In Restoring Trust in Australia's Financial System: the Government Response to the Royal Commission into Misconduct in the Banking, Superannuation and Financial Services Industry, the Government agreed to introduce a best interests duty for mortgage brokers to act in the best interests of borrowers. The Government agreed that a breach of the best interests duty should be subject to a civil penalty. And the Government agreed, following the implementation of the best interests duty, to further align the regulatory frameworks for mortgage brokers and financial advisers.
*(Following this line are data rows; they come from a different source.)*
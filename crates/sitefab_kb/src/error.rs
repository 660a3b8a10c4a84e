//! Knowledge base error types.

use thiserror::Error;

/// Result type alias for knowledge base operations.
pub type KbResult<T> = Result<T, KbError>;

/// Errors that can occur while reading or writing the knowledge base.
#[derive(Error, Debug)]
pub enum KbError {
    #[error("Knowledge base unavailable: {0}")]
    Unavailable(String),

    #[error("Invalid knowledge entry: {0}")]
    InvalidEntry(String),

    #[error("IO error: {0}")]
    Io(#[from] std::io::Error),

    #[error("Serialization error: {0}")]
    Serialization(#[from] serde_json::Error),
}
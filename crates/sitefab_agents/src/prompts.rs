//! System prompts per agent role.
//!
//! Every role has a built-in prompt. A directory of `<role>.md` files can
//! override any subset of them.

use std::collections::HashMap;
use std::path::Path;

use tracing::{debug, info};

use crate::error::{AgentError, AgentResult};
use crate::roles::AgentRole;

const PLANNER: &str = "You are a project planner for Next.js 14 websites. \
Read the website checklist in the input and produce a build plan as a JSON object \
with a `tasks` array. Each task has `type` (\"component\" or \"page\"), `name`, and \
`details`. Page tasks also carry `path` (the route, e.g. \"/contact\") and \
`components` (names of the components the page renders, in order). \
List every component task before any page task. Use the App Router layout: \
the home page lives at app/page.tsx, other pages at app/<route>/page.tsx. \
Reply with the JSON object only.";

const DESIGNER: &str = "You are a UI designer. Given a component name and its \
description, produce a JSON object describing the component's structure and its \
`props`. Use bracketed placeholders such as \"[HERO_TITLE]\" for every piece of \
visible text. Use the Tailwind classes `bg-primary` and `bg-secondary` for brand \
colours. Reply with a single JSON object.";

const COPYWRITER: &str = "You are a copywriter. The input is a component design \
with bracketed placeholders. Write clear, friendly copy for each placeholder. \
Reply with a single JSON object that maps each prop or placeholder name to its \
final text, and nothing else.";

const CODER: &str = "You are a frontend developer working in Next.js 14, React, \
TypeScript and Tailwind CSS. The input `task` is one of: `component` (write the \
component from its design spec), `page` (compose a page from the listed \
components, importing them from '@/components/<Name>'), or `fix` (rewrite \
`file_to_fix` so the diagnosed root cause is gone). Components go in \
src/components/<Name>.tsx and pages in app/. Export components as default. \
Mark files that use hooks or event handlers with 'use client'. For a fix, return \
the complete corrected file, never a diff. Reply with a JSON object with \
`filename` and `content` keys.";

const TESTER: &str = "You are a test engineer using Jest, React Testing Library \
and jest-axe. Write a test file for the component in the input. Cover rendering of \
its main content and assert there are no accessibility violations with \
`expect(await axe(container)).toHaveNoViolations()`. Place the test next to the \
component, e.g. src/components/Header.test.tsx. Reply with a JSON object with \
`filename` and `content` keys.";

const FILE_ANALYZER: &str = "You read build and test error logs and decide which \
source files are involved. Look at stack traces, file paths, import errors and \
component names in the log. Choose only from `available_files`, most likely \
culprit first, at most five files. Reply with a JSON object: \
{\"relevant_files\": [\"path\", ...]}.";

const DEBUGGER: &str = "You are a senior debugger. Find the root cause of the \
failure in `error_log`, not just the line where it surfaced. Read the implicated \
files in `codebase` and the earlier attempts in `history`; do not repeat a fix that \
already failed. The `advisory` section holds reference only material from earlier \
incidents. It may describe a patch rather than a real fix, so use it to inform your \
reasoning and never copy it blindly. Pick the single file whose change removes the \
root cause. Reply with a JSON object with `file_to_fix`, `root_cause_analysis` \
(what is wrong and why) and `fix_suggestion` (concrete instructions for the \
developer).";

const E2E_TESTER: &str = "You are a QA automation engineer using Playwright. From \
the website checklist, write an end-to-end test that visits every page, checks \
the main heading and navigation, and confirms each listed section renders. Use \
relative URLs against the configured baseURL. Reply with a JSON object with \
`filename` set to \"tests/e2e.spec.ts\" and `content`.";

fn builtin(role: AgentRole) -> &'static str {
    match role {
        AgentRole::Planner => PLANNER,
        AgentRole::Designer => DESIGNER,
        AgentRole::Copywriter => COPYWRITER,
        AgentRole::Coder => CODER,
        AgentRole::Tester => TESTER,
        AgentRole::FileAnalyzer => FILE_ANALYZER,
        AgentRole::Debugger => DEBUGGER,
        AgentRole::E2eTester => E2E_TESTER,
    }
}

/// System prompts for all roles.
#[derive(Debug, Clone, Default)]
pub struct PromptSet {
    overrides: HashMap<AgentRole, String>,
}

impl PromptSet {
    /// Built-in prompts only.
    pub fn new() -> Self {
        Self::default()
    }

    /// Replace the prompt for one role.
    pub fn with_prompt(mut self, role: AgentRole, prompt: impl Into<String>) -> Self {
        self.overrides.insert(role, prompt.into());
        self
    }

    /// Load overrides from `<dir>/<role>.md`. Missing files keep the built-in
    /// prompt; a missing directory is not an error.
    pub fn load_overrides(mut self, dir: impl AsRef<Path>) -> AgentResult<Self> {
        let dir = dir.as_ref();
        if !dir.is_dir() {
            debug!("Prompt directory {:?} not found, using built-in prompts", dir);
            return Ok(self);
        }

        for role in AgentRole::all() {
            let path = dir.join(format!("{}.md", role.as_str()));
            if !path.is_file() {
                continue;
            }
            let content = std::fs::read_to_string(&path).map_err(|e| {
                AgentError::NotConfigured(format!("cannot read prompt {:?}: {}", path, e))
            })?;
            let content = content.trim();
            if content.is_empty() {
                continue;
            }
            info!(role = %role, "Loaded prompt override from {:?}", path);
            self.overrides.insert(role, content.to_string());
        }
        Ok(self)
    }

    pub fn system_prompt(&self, role: AgentRole) -> &str {
        self.overrides
            .get(&role)
            .map(String::as_str)
            .unwrap_or_else(|| builtin(role))
    }

    pub fn is_overridden(&self, role: AgentRole) -> bool {
        self.overrides.contains_key(&role)
    }
}
//! Error types for the runner module.

use thiserror::Error;

/// Result type alias for runner operations.
pub type RunnerResult<T> = Result<T, RunnerError>;

/// Errors that can occur while running validation tools.
#[derive(Error, Debug)]
pub enum RunnerError {
    #[error("Failed to start command '{command}': {source}")]
    SpawnFailed {
        command: String,
        #[source]
        source: std::io::Error,
    },

    #[error("Command '{command}' timed out after {seconds} seconds")]
    Timeout { command: String, seconds: u64 },

    #[error("Command execution failed: {0}")]
    ExecutionFailed(String),

    #[error("IO error: {0}")]
    Io(#[from] std::io::Error),
}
These changes will have a significant influence on Australia’s mortgage broking sector.

Links and resources

Data sources and notes

Department of Employment, 2018, Employment Projections, available from the Labour Market Information Portal

  • by ANZSCO, selected occupations, employment projections to May 2023
    • Financial Brokers.

Australian Bureau of Statistics 2018, Employed persons by Occupation unit group of main job (ANZSCO), Sex, State and Territory, August 1986 onwards, 6291.0.55.003 - EQ08, viewed 1 November 2018 http://www.abs.gov.au/AUSSTATS/abs@.nsf/DetailsPage/6291.0.55.003May%202018?OpenDocument

  • Employed total by ANZSIC 4 digit Financial Brokers, 2000 to 2018, May Quarter.
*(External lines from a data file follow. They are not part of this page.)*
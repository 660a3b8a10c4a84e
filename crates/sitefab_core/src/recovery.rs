//! Self-healing recovery loop.
//!
//! Given a failing validation, repeatedly analyse, consult the knowledge base,
//! fix and re-verify until the failure is gone or the trial budget runs out.
//!
//! Knowledge base content only ever reaches the debugger as advisory context.
//! The single writer of project files here is the coder's fix response, and an
//! entry is recorded only after re-verification passed.

use std::fmt;
use std::future::Future;
use std::sync::Arc;

use chrono::{DateTime, Utc};
use serde::{Deserialize, Serialize};
use tokio_util::sync::CancellationToken;
use tracing::{debug, info, warn};

use sitefab_agents::{
    AdvisoryContext, Agents, AttemptSummary, CodeRequest, Diagnosis, DiagnosisRequest, FixRequest,
    SourceFile,
};
use sitefab_kb::{fingerprint, FixPayload, KnowledgeEntry, KnowledgeStore, Signature};
use sitefab_runner::{ValidationTarget, Validator, ValidatorKind, Verdict};

use crate::workspace::Workspace;

/// Agent name stored with knowledge base entries.
pub const DIAGNOSING_AGENT: &str = "debugger";

/// What a recovery run is repairing.
#[derive(Debug, Clone, PartialEq, Eq, Serialize, Deserialize)]
#[serde(rename_all = "snake_case")]
pub enum Scope {
    /// A single component or page, by unit id
    Unit(String),
    /// The whole project (final validation)
    Project,
}

impl fmt::Display for Scope {
    fn fmt(&self, f: &mut fmt::Formatter<'_>) -> fmt::Result {
        match self {
            Scope::Unit(id) => write!(f, "{}", id),
            Scope::Project => write!(f, "project"),
        }
    }
}

/// One observed validation failure. Never modified after creation.
#[derive(Debug, Clone, PartialEq, Eq, Serialize, Deserialize)]
pub struct ErrorRecord {
    pub raw_log: String,
    pub signature: Signature,
    pub timestamp: DateTime<Utc>,
    /// Unit id or `project`
    pub scope: String,
    /// Validator kind that reported the failure
    pub kind: ValidatorKind,
    pub attempt: u32,
}

impl ErrorRecord {
    pub fn new(raw_log: &str, kind: ValidatorKind, scope: &Scope, attempt: u32) -> Self {
        Self {
            raw_log: raw_log.to_string(),
            signature: fingerprint(raw_log),
            timestamp: Utc::now(),
            scope: scope.to_string(),
            kind,
            attempt,
        }
    }
}

/// Recovery loop states.
#[derive(Debug, Clone, Copy, PartialEq, Eq, Serialize, Deserialize)]
#[serde(rename_all = "snake_case")]
pub enum RecoveryState {
    Analyzing,
    Consulting,
    Fixing,
    Reverifying,
    Resolved,
    Exhausted,
    Cancelled,
}
//! The agent invocation boundary and a typed facade over it.

use std::sync::Arc;

use async_trait::async_trait;
use serde_json::Value;
use tracing::debug;

use sitefab_spec::{Checklist, ProjectPlan};

use crate::error::{AgentError, AgentResult};
use crate::request::{
    AgentRequest, AgentResponse, CodeRequest, CopyDeck, CopyRequest, DesignRequest, DesignSpec,
    Diagnosis, DiagnosisRequest, E2eRequest, FileAnalysis, FileAnalysisRequest, GeneratedFile,
    PlanRequest, TestRequest,
};
use crate::roles::AgentRole;

/// Invokes an agent: structured input in, structured output out, or an error.
#[async_trait]
pub trait AgentInvoker: Send + Sync {
    async fn invoke(&self, request: AgentRequest) -> AgentResult<AgentResponse>;
}

/// Typed helpers over an [`AgentInvoker`].
///
/// Each helper sends the role's request and unwraps the matching response
/// variant. Any other variant is an [`AgentError::UnexpectedResponse`].
#[derive(Clone)]
pub struct Agents {
    invoker: Arc<dyn AgentInvoker>,
}

impl Agents {
    pub fn new(invoker: Arc<dyn AgentInvoker>) -> Self {
        Self { invoker }
    }

    pub fn invoker(&self) -> &Arc<dyn AgentInvoker> {
        &self.invoker
    }

    async fn call(&self, request: AgentRequest) -> AgentResult<AgentResponse> {
        let role = request.role();
        debug!(role = %role, "Invoking agent");
        let response = self.invoker.invoke(request).await?;
        if response.role() != role {
            return Err(AgentError::UnexpectedResponse {
                expected: role,
                actual: response.role(),
            });
        }
        Ok(response)
    }

    pub async fn plan(&self, checklist: &Checklist) -> AgentResult<ProjectPlan> {
        match self
            .call(AgentRequest::Planner(PlanRequest {
                checklist: checklist.clone(),
            }))
            .await?
        {
            AgentResponse::Plan(plan) => Ok(plan),
            other => Err(unexpected(AgentRole::Planner, &other)),
        }
    }

    pub async fn design(&self, component: &str, details: &Value) -> AgentResult<DesignSpec> {
        match self
            .call(AgentRequest::Designer(DesignRequest {
                component: component.to_string(),
                details: details.clone(),
            }))
            .await?
        {
            AgentResponse::Design(spec) => Ok(spec),
            other => Err(unexpected(AgentRole::Designer, &other)),
        }
    }

    pub async fn copy(&self, design_spec: &DesignSpec) -> AgentResult<CopyDeck> {
        match self
            .call(AgentRequest::Copywriter(CopyRequest {
                design_spec: design_spec.clone(),
            }))
            .await?
        {
            AgentResponse::Copy(copy) => Ok(copy),
            other => Err(unexpected(AgentRole::Copywriter, &other)),
        }
    }

    pub async fn code(&self, request: CodeRequest) -> AgentResult<GeneratedFile> {
        match self.call(AgentRequest::Coder(request)).await? {
            AgentResponse::Code(file) => Ok(file),
            other => Err(unexpected(AgentRole::Coder, &other)),
        }
    }

    pub async fn write_test(&self, request: TestRequest) -> AgentResult<GeneratedFile> {
        match self.call(AgentRequest::Tester(request)).await? {
            AgentResponse::Test(file) => Ok(file),
            other => Err(unexpected(AgentRole::Tester, &other)),
        }
    }

    pub async fn analyze_files(
        &self,
        error_log: &str,
        available_files: Vec<String>,
    ) -> AgentResult<FileAnalysis> {
        match self
            .call(AgentRequest::FileAnalyzer(FileAnalysisRequest {
                error_log: error_log.to_string(),
                available_files,
            }))
            .await?
        {
            AgentResponse::FileAnalysis(analysis) => Ok(analysis),
            other => Err(unexpected(AgentRole::FileAnalyzer, &other)),
        }
    }

    pub async fn diagnose(&self, request: DiagnosisRequest) -> AgentResult<Diagnosis> {
        match self.call(AgentRequest::Debugger(request)).await? {
            AgentResponse::Diagnosis(diagnosis) => Ok(diagnosis),
            other => Err(unexpected(AgentRole::Debugger, &other)),
        }
    }

    pub async fn write_e2e(&self, checklist: &Checklist) -> AgentResult<GeneratedFile> {
        match self
            .call(AgentRequest::E2eTester(E2eRequest {
                checklist: checklist.clone(),
            }))
            .await?
        {
            AgentResponse::E2e(file) => Ok(file),
            other => Err(unexpected(AgentRole::E2eTester, &other)),
        }
    }
}

fn unexpected(expected: AgentRole, response: &AgentResponse) -> AgentError {
    AgentError::UnexpectedResponse {
        expected,
        actual: response.role(),
    }
}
Training data has been extracted from the National VET Provider Collection, Total VET Students and Courses from the following training package or qualifications:

  • FNS – Financial Services Training Package
    • FNS40804 - Certificate IV in Financial Services (Finance/Mortgage Broking)
    • FNS40810 - Certificate IV in Finance and Mortgage Broking
    • FNS40811 - Certificate IV in Finance and Mortgage Broking
    • FNS40815 - Certificate IV in Finance and Mortgage Broking
    • FNS50310 - Diploma of Finance and Mortgage Broking Management
    • FNS50311 - Diploma of Finance and Mortgage Broking Management
    • FNS50315 - Diploma of Finance and Mortgage Broking Management
    • FNS50504 - Diploma of Financial Services (Finance/Mortgage Broking Management).

This includes superseded qualifications and training packages.
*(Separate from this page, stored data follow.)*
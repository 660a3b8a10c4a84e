//! Knowledge store trait and shared lookup logic.

use std::cmp::Ordering;
use std::collections::{BTreeMap, HashSet};

use async_trait::async_trait;

use crate::entry::{KbStats, KnowledgeEntry, ScoredEntry};
use crate::error::KbResult;
use crate::fingerprint::{Fingerprint, Signature};

/// Weight of token overlap in the similarity score.
const TOKEN_WEIGHT: f64 = 0.8;

/// Bonus for entries whose signature shares the query's error category.
const CATEGORY_BONUS: f64 = 0.2;

/// Append-only store of verified fixes.
///
/// Results are advisory. Callers must never apply a stored fix directly.
#[async_trait]
pub trait KnowledgeStore: Send + Sync {
    /// Most recent entry recorded for a signature.
    async fn lookup_exact(&self, signature: &Signature) -> KbResult<Option<KnowledgeEntry>>;

    /// Up to `k` entries ranked by similarity to an error log.
    async fn lookup_similar(&self, error_text: &str, k: usize) -> KbResult<Vec<ScoredEntry>>;

    /// Append an entry.
    async fn record(&self, entry: KnowledgeEntry) -> KbResult<()>;

    /// Number of entries recorded for a signature.
    async fn occurrences(&self, signature: &Signature) -> KbResult<usize>;

    /// Aggregate counts.
    async fn stats(&self) -> KbResult<KbStats>;
}

/// Last entry with the given signature.
pub fn latest_for<'a>(
    entries: &'a [KnowledgeEntry],
    signature: &Signature,
) -> Option<&'a KnowledgeEntry> {
    entries
        .iter()
        .filter(|e| &e.signature == signature)
        .max_by(|a, b| a.timestamp.cmp(&b.timestamp))
}

/// Rank entries by similarity to `error_text`, keeping the top `k` non-zero scores.
///
/// The score is a weighted token-set Jaccard index between normalised logs,
/// plus a bonus when the error categories match. Entries with no token
/// overlap are omitted.
pub fn rank_similar(entries: &[KnowledgeEntry], error_text: &str, k: usize) -> Vec<ScoredEntry> {
    if k == 0 {
        return Vec::new();
    }

    let query_tokens = Fingerprint::tokens(error_text);
    let query_category = Fingerprint::category(error_text);

    let mut scored: Vec<ScoredEntry> = entries
        .iter()
        .filter_map(|entry| {
            let overlap = jaccard(&query_tokens, &Fingerprint::tokens(&entry.raw_log));
            if overlap <= 0.0 {
                return None;
            }
            let bonus = if entry.signature.category() == query_category {
                CATEGORY_BONUS
            } else {
                0.0
            };
            Some(ScoredEntry {
                score: overlap * TOKEN_WEIGHT + bonus,
                entry: entry.clone(),
            })
        })
        .collect();

    scored.sort_by(|a, b| {
        b.score
            .partial_cmp(&a.score)
            .unwrap_or(Ordering::Equal)
            .then_with(|| b.entry.timestamp.cmp(&a.entry.timestamp))
    });
    scored.truncate(k);
    scored
}

/// Compute counts over a set of entries.
pub fn compute_stats(entries: &[KnowledgeEntry]) -> KbStats {
    let distinct: HashSet<&Signature> = entries.iter().map(|e| &e.signature).collect();
    let mut by_category = BTreeMap::new();
    for entry in entries {
        *by_category
            .entry(entry.signature.category().to_string())
            .or_insert(0) += 1;
    }
    KbStats {
        entries: entries.len(),
        distinct_signatures: distinct.len(),
        by_category,
    }
}

fn jaccard(a: &HashSet<String>, b: &HashSet<String>) -> f64 {
    if a.is_empty() || b.is_empty() {
        return 0.0;
    }
    let intersection = a.intersection(b).count();
    let union = a.union(b).count();
    intersection as f64 / union as f64
}
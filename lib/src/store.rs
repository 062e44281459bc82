//! Defines the transactional store abstraction the importer writes to, and
//! [`LocalStore`], an implementation holding the RDF graph schema either purely
//! in memory or backed by an append-only commit journal on disk.

use crate::classify::NodeKind;
use crate::consts::{RDF_OBJECT, RDF_PREDICATE, RDF_SUBJECT, RDF_TRIPLE};
use crate::errors::StoreError;
use crate::query::{Answer, Concept, NodePattern, Query, RelationPattern};
use chrono::prelude::*;
use fs2::FileExt;
use log::{debug, info, warn};
use serde::{Deserialize, Serialize};
use std::collections::{BTreeMap, BTreeSet};
use std::fs::{File, OpenOptions};
use std::io::Write;
use std::path::{Path, PathBuf};
use std::sync::{Arc, Mutex, MutexGuard};

const LOCK_FILE: &str = "store.lock";
const JOURNAL_FILE: &str = "journal.jsonl";

/// A unit of work against a [`GraphStore`].
///
/// Writes become visible to other transactions only after [`Transaction::commit`].
/// Closing a transaction that was not committed discards its writes.
pub trait Transaction {
    /// Runs `query` and returns one [`Answer`] per record it produced.
    fn execute(&mut self, query: &Query) -> Result<Vec<Answer>, StoreError>;

    /// Publishes the staged writes. The transaction cannot be used afterwards,
    /// except to be closed.
    fn commit(&mut self) -> Result<(), StoreError>;

    /// Releases the transaction; closing twice is a no-op.
    fn close(&mut self) -> Result<(), StoreError>;

    fn is_open(&self) -> bool;
}

/// A session against a graph store able to hand out transactions.
pub trait GraphStore {
    type Tx: Transaction;

    /// Opens a write transaction.
    fn transaction(&self) -> Result<Self::Tx, StoreError>;

    fn is_open(&self) -> bool;

    /// Releases the session. Closing twice is a no-op.
    fn close(&mut self) -> Result<(), StoreError>;
}

#[derive(Debug, Clone, Copy, Default, Eq, PartialEq)]
pub struct StoreStats {
    pub num_nodes: usize,
    pub num_relations: usize,
    pub num_commits: usize,
}

/// A node of the graph with the attributes it owns.
#[derive(Debug, Clone, Eq, PartialEq, Serialize, Deserialize)]
pub struct NodeRecord {
    pub kind: NodeKind,
    pub value: String,
    #[serde(default)]
    pub attributes: BTreeMap<String, BTreeSet<String>>,
}

#[derive(Debug, Clone, Eq, PartialEq, Serialize, Deserialize)]
struct RolePlayer {
    role: String,
    kind: NodeKind,
    value: String,
}

#[derive(Debug, Clone, Eq, PartialEq, Serialize, Deserialize)]
struct RelationRecord {
    thing: String,
    players: Vec<RolePlayer>,
}

/// A committed `rdf-triple` relation, with its role players' values.
#[derive(Debug, Clone, Eq, PartialEq)]
pub struct StoredTriple {
    pub subject: String,
    pub predicate: String,
    pub object: String,
}

type NodeKey = (NodeKind, String);

/// Writes staged by one transaction.
#[derive(Debug, Default)]
struct Delta {
    nodes: BTreeMap<NodeKey, BTreeMap<String, BTreeSet<String>>>,
    relations: Vec<RelationRecord>,
}

impl Delta {
    fn is_empty(&self) -> bool {
        self.nodes.is_empty() && self.relations.is_empty()
    }
}

/// One line of the on-disk journal.
#[derive(Debug, Serialize, Deserialize)]
struct CommitRecord {
    committed_at: DateTime<Utc>,
    nodes: Vec<NodeRecord>,
    relations: Vec<RelationRecord>,
}

impl CommitRecord {
    fn from_delta(delta: &Delta) -> Self {
        CommitRecord {
            committed_at: Utc::now(),
            nodes: delta
                .nodes
                .iter()
                .map(|((kind, value), attributes)| NodeRecord {
                    kind: *kind,
                    value: value.clone(),
                    attributes: attributes.clone(),
                })
                .collect(),
            relations: delta.relations.clone(),
        }
    }
}

#[derive(Debug, Default)]
struct GraphState {
    nodes: BTreeMap<NodeKey, BTreeMap<String, BTreeSet<String>>>,
    relations: Vec<RelationRecord>,
    commits: usize,
}

impl GraphState {
    fn apply(&mut self, record: CommitRecord) {
        for node in record.nodes {
            let attributes = self.nodes.entry((node.kind, node.value)).or_default();
            for (attribute, values) in node.attributes {
                attributes.entry(attribute).or_default().extend(values);
            }
        }
        self.relations.extend(record.relations);
        self.commits += 1;
    }
}

#[derive(Debug)]
struct Shared {
    state: GraphState,
    journal: Option<File>,
    open: bool,
}

/// A graph store kept in memory, optionally persisted to a directory.
///
/// Node insertion is idempotent on (type, value) and attributes accumulate, so
/// the same IRI inserted twice yields one node. Relations are never
/// deduplicated.
pub struct LocalStore {
    shared: Arc<Mutex<Shared>>,
    location: Option<PathBuf>,
    // Keep the interprocess lock alive for the lifetime of this store
    lock_file: Option<File>,
}

fn lock(shared: &Mutex<Shared>) -> Result<MutexGuard<'_, Shared>, StoreError> {
    shared.lock().map_err(|_| StoreError::Poisoned)
}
Data covers a range of selected student and training characteristics in the following categories and years:

  • 2015, 2016, 2017, 2018 program enrolments
  • 2015, 2016, 2017, 2018 program completions.

Total VET students and courses data is reported for the calendar year. Program enrolments are the qualifications, courses and skill-sets in which students are enrolled in a given period. For students enrolled in multiple programs, all programs are counted. Program completion indicates that a student has completed a structured and integrated program of education or training. Location data uses student residence. Subject enrolment is registration of a student at a training delivery location for the purpose of undertaking a module, unit of competency or subject. For more information on the terms and definitions, please refer to the Total VET students and courses: terms and definitions document.

Low counts (less than 5) are not reported to protect client confidentiality.

Percentages are rounded to one decimal place. This can lead to situations where the total sum of proportions in a chart may not add up to exactly 100%.

FNS – Financial Services Training Package apprentice and trainee data has been extracted from the National Apprentice and Trainee Collection, including:

  • 2010 to 2018 commencements
  • 2010 to 2018 completions
  • 2018 apprentices and trainees in-training October to December 2018 collection, by qualification and state and territory of data submitter.

Priority skills data have been extracted from the Financial Services IRC’s 2019 Skills Forecast.